Task material:

//! Elasticsearch and OpenSearch segment store.
//!
//! Provides [`ElasticsearchScanStore`], which walks an index with the scroll
//! API sorted by `_doc`. The scroll context is cleared when the scan ends,
//! whether it finished or failed.
//!
//! This module is only available when the `elasticsearch` feature is enabled.

use std::sync::Arc;

use async_trait::async_trait;
use serde::Deserialize;
use serde_json::{Value, json};
use tracing::debug;

use crate::backend::{BackendKind, ScrollBatch, ScrollScan, SegmentStore};
use crate::error::Result;
use crate::http::{Auth, RestClient, env_var, flatten_metadata};
use crate::metadata::{SegmentRecord, fields};

const DEFAULT_KEEP_ALIVE: &str = "2m";

/// A [`SegmentStore`] backed by Elasticsearch or OpenSearch.
///
/// Segment metadata is read from `_source`, either as top-level fields or
/// nested under a `metadata` object.
pub struct ElasticsearchScanStore {
    client: RestClient,
    kind: BackendKind,
    keep_alive: String,
}

impl ElasticsearchScanStore {
    /// Create a store talking to the Elasticsearch cluster at `url`.
    pub fn new(url: &str) -> Self {
        Self::with_kind(BackendKind::Elasticsearch, "elasticsearch", url)
    }

    /// Create a store talking to the OpenSearch cluster at `url`.
    pub fn opensearch(url: &str) -> Self {
        Self::with_kind(BackendKind::OpenSearch, "opensearch", url)
    }

    fn with_kind(kind: BackendKind, backend: &'static str, url: &str) -> Self {
        Self {
            client: RestClient::new(backend, url),
            kind,
            keep_alive: DEFAULT_KEEP_ALIVE.to_string(),
        }
    }

    /// Create a store from `ELASTICSEARCH_URL` and the optional
    /// `ELASTICSEARCH_API_KEY`.
    pub fn from_env() -> Result<Self> {
        let store = Self::new(&env_var("elasticsearch", "ELASTICSEARCH_URL")?);
        Ok(match std::env::var("ELASTICSEARCH_API_KEY") {
            Ok(key) => store.with_api_key(key),
            Err(_) => store,
        })
    }

    /// Authenticate with an `Authorization: ApiKey ...` header.
    pub fn with_api_key(mut self, key: impl Into<String>) -> Self {
        self.client = self.client.with_auth(Auth::Header {
            name: "authorization",
            value: format!("ApiKey {}", key.into()),
        });
        self
    }

    /// Authenticate with HTTP basic auth.
    pub fn with_basic_auth(
        mut self,
        username: impl Into<String>,
        password: impl Into<String>,
    ) -> Self {
        self.client = self.client.with_auth(Auth::Basic {
            username: username.into(),
            password: Some(password.into()),
        });
        self
    }

    /// How long the server keeps a scroll context alive between batches.
    pub fn with_keep_alive(mut self, keep_alive: impl Into<String>) -> Self {
        self.keep_alive = keep_alive.into();
        self
    }

    fn open_body(batch_size: usize) -> Value {
        let mut source = vec!["metadata".to_string()];
        source.extend(fields::ALL.iter().map(|f| f.to_string()));
        json!({
            "size": batch_size,
            "sort": ["_doc"],
            "_source": source,
            "query": { "match_all": {} },
        })
    }
}

#[derive(Deserialize)]
struct SearchResponse {
    #[serde(rename = "_scroll_id")]
    scroll_id: Option<String>,
    hits: Hits,
}

#[derive(Deserialize)]
struct Hits {
    hits: Vec<Hit>,
}

#[derive(Deserialize)]
struct Hit {
    #[serde(rename = "_id")]
    id: String,
    #[serde(rename = "_source", default)]
    source: Value,
}

#[async_trait]
impl ScrollScan for ElasticsearchScanStore {
    async fn scroll(
        &self,
        collection: &str,
        token: Option<&str>,
        batch_size: usize,
    ) -> Result<ScrollBatch> {
        let request = match token {
            None => self
                .client
                .post(&format!("{collection}/_search"))
                .query(&[("scroll", self.keep_alive.as_str())])
                .json(&Self::open_body(batch_size)),
            Some(scroll_id) => self
                .client
                .post("_search/scroll")
                .json(&json!({ "scroll": self.keep_alive, "scroll_id": scroll_id })),
        };
        let response: SearchResponse = self.client.send(request).await?;

        let records: Vec<SegmentRecord> = response
            .hits
            .hits
            .into_iter()
            .map(|hit| SegmentRecord::new(hit.id, flatten_metadata(&hit.source, "metadata")))
            .collect();
        debug!(
            backend = self.client.backend(),
            index = collection,
            hits = records.len(),
            "scroll batch"
        );

        // The scroll id stays valid after the last batch; an empty batch ends
        // the iterator and the context is cleared through `release`.
        let next_token = response.scroll_id.or_else(|| token.map(str::to_string));
        Ok(ScrollBatch { records, next_token })
    }

    async fn release(&self, collection: &str, token: &str) -> Result<()> {
        debug!(backend = self.client.backend(), index = collection, "clearing scroll context");
        self.client
            .send_raw(self.client.delete("_search/scroll").json(&json!({ "scroll_id": token })))
            .await?;
        Ok(())
    }
}

impl SegmentStore for ElasticsearchScanStore {
    fn kind(&self) -> BackendKind {
        self.kind
    }

    fn scroll_scan(self: Arc<Self>) -> Option<Arc<dyn ScrollScan>> {
        Some(self)
    }
}
//! Shared plumbing for the REST-based adapters.

use reqwest::RequestBuilder;
use serde::de::DeserializeOwned;
use tracing::error;

use crate::error::{Result, ScanError};

/// How requests are authenticated.
#[derive(Clone)]
pub(crate) enum Auth {
    None,
    Bearer(String),
    Header { name: &'static str, value: String },
    Basic { username: String, password: Option<String> },
}

/// A `reqwest` client bound to one backend's base URL.
#[derive(Clone)]
pub(crate) struct RestClient {
    client: reqwest::Client,
    base_url: String,
    backend: &'static str,
    auth: Auth,
}

impl RestClient {
    pub(crate) fn new(backend: &'static str, base_url: &str) -> Self {
        Self {
            client: reqwest::Client::new(),
            base_url: base_url.trim_end_matches('/').to_string(),
            backend,
            auth: Auth::None,
        }
    }

    pub(crate) fn with_auth(mut self, auth: Auth) -> Self {
        self.auth = auth;
        self
    }

    pub(crate) fn backend(&self) -> &'static str {
        self.backend
    }

    pub(crate) fn url(&self, path: &str) -> String {
        format!("{}/{}", self.base_url, path.trim_start_matches('/'))
    }

    pub(crate) fn get(&self, path: &str) -> RequestBuilder {
        self.authorize(self.client.get(self.url(path)))
    }

    pub(crate) fn post(&self, path: &str) -> RequestBuilder {
        self.authorize(self.client.post(self.url(path)))
    }

    pub(crate) fn delete(&self, path: &str) -> RequestBuilder {
        self.authorize(self.client.delete(self.url(path)))
    }

    fn authorize(&self, request: RequestBuilder) -> RequestBuilder {
        match &self.auth {
            Auth::None => request,
            Auth::Bearer(token) => request.bearer_auth(token),
            Auth::Header { name, value } => request.header(*name, value),
            Auth::Basic { username, password } => request.basic_auth(username, password.as_ref()),
        }
    }

    pub(crate) fn error(&self, message: impl Into<String>) -> ScanError {
        ScanError::backend(self.backend, message)
    }

    /// Send a request and decode a JSON response body.
    pub(crate) async fn send<T: DeserializeOwned>(&self, request: RequestBuilder) -> Result<T> {
        let response = self.send_raw(request).await?;
        response.json().await.map_err(|e| {
            error!(backend = self.backend, error = %e, "failed to parse response");
            self.error(format!("failed to parse response: {e}"))
        })
    }

    /// Send a request, failing on a non-success status.
    pub(crate) async fn send_raw(&self, request: RequestBuilder) -> Result<reqwest::Response> {
        let response = request.send().await.map_err(|e| {
            error!(backend = self.backend, error = %e, "request failed");
            self.error(format!("request failed: {e}"))
        })?;

        if !response.status().is_success() {
            let status = response.status();
            let body = response.text().await.unwrap_or_default();
            error!(backend = self.backend, %status, "API error");
            return Err(self.error(format!("API returned {status}: {body}")));
        }

        Ok(response)
    }
}

/// Read the required environment variable, naming the backend on failure.
pub(crate) fn env_var(backend: &'static str, name: &str) -> Result<String> {
    std::env::var(name).map_err(|_| {
        ScanError::ConfigError(format!("{backend}: {name} environment variable not set"))
    })
}

/// Flatten a JSON document into segment metadata.
///
/// Scalar top-level fields are taken as-is and fields of a nested object
/// named `nested` (when present) override them.
pub(crate) fn flatten_metadata(
    document: &serde_json::Value,
    nested: &str,
) -> crate::metadata::Metadata {
    let mut metadata = document
        .as_object()
        .map(crate::metadata::Metadata::from_json_object)
        .unwrap_or_default();
    if let Some(inner) = document.get(nested).and_then(serde_json::Value::as_object) {
        for (key, value) in inner {
            if let Some(value) = crate::metadata::MetadataValue::from_json(value) {
                metadata.insert(key.clone(), value);
            }
        }
    }
    metadata
}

Work instructions: Every line in the records above that contains the word "impl" is to be copied out.

Answer below:
impl ElasticsearchScanStore {
    pub fn with_api_key(mut self, key: impl Into<String>) -> Self {
        username: impl Into<String>,
        password: impl Into<String>,
    pub fn with_keep_alive(mut self, keep_alive: impl Into<String>) -> Self {
impl ScrollScan for ElasticsearchScanStore {
impl SegmentStore for ElasticsearchScanStore {
impl RestClient {
    pub(crate) fn error(&self, message: impl Into<String>) -> ScanError {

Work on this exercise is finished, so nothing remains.